>>>

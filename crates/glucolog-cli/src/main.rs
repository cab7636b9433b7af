use std::io;

use anyhow::{Context, Result};
use clap::{CommandFactory, Parser};
use glucolog_cli::config::Config;
use tracing_subscriber::EnvFilter;

mod cli;
mod commands;

use cli::{Cli, Commands};
use commands::SyncArgs;

#[tokio::main]
async fn main() -> Result<()> {
    let cli = Cli::parse();

    // Handle completions command early (before tracing init)
    if let Commands::Completions { shell } = cli.command {
        let mut cmd = Cli::command();
        clap_complete::generate(shell, &mut cmd, "glucolog", &mut io::stdout());
        return Ok(());
    }

    // When quiet mode is enabled, suppress info-level logging
    let filter = if cli.quiet {
        EnvFilter::new("warn")
    } else if cli.verbose {
        EnvFilter::new("debug")
    } else {
        EnvFilter::try_from_default_env().unwrap_or_else(|_| EnvFilter::new("info"))
    };

    // Logs go to stderr so JSON and CSV output stay pipeable
    tracing_subscriber::fmt()
        .with_env_filter(filter)
        .with_writer(io::stderr)
        .init();

    let config = load_config(&cli)?;
    let no_color =
        cli.no_color || config.display.no_color || std::env::var_os("NO_COLOR").is_some();

    match cli.command {
        Commands::Log { limit, output } => {
            commands::cmd_log(limit, &output, &config, no_color).await
        }
        Commands::Show { id, output } => commands::cmd_show(&id, &output, &config, no_color).await,
        Commands::Delete { id } => commands::cmd_delete(&id, &config).await,
        Commands::Import { file } => commands::cmd_import(&file, &config),
        Commands::Export { output } => commands::cmd_export(output.as_deref(), &config),
        Commands::Sync {
            direction,
            triggered,
            network,
            directory,
            format,
        } => {
            let args = SyncArgs {
                direction: direction.into(),
                triggered,
                network,
                directory,
                format,
                quiet: cli.quiet,
            };
            commands::cmd_sync(args, &config).await
        }
        Commands::Status { format } => commands::cmd_status(format, &config),
        // Handled above
        Commands::Completions { .. } => Ok(()),
    }
}

/// Load the config file (explicit path, or the default location if present)
/// and apply command-line overrides.
fn load_config(cli: &Cli) -> Result<Config> {
    let mut config = match &cli.config {
        Some(path) => Config::load(path)
            .with_context(|| format!("Failed to load config from {}", path.display()))?,
        None => Config::load_default().context("Failed to load config")?,
    };

    if let Some(database) = &cli.database {
        config.storage.path = database.clone();
    }

    config.validate()?;
    Ok(config)
}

<<<

• _Task details_
Among the lines of the listing above, which ones hold "await"? Copy them.

• _Completed task_
            commands::cmd_log(limit, &output, &config, no_color).await
        Commands::Show { id, output } => commands::cmd_show(&id, &output, &config, no_color).await,
        Commands::Delete { id } => commands::cmd_delete(&id, &config).await,
            commands::cmd_sync(args, &config).await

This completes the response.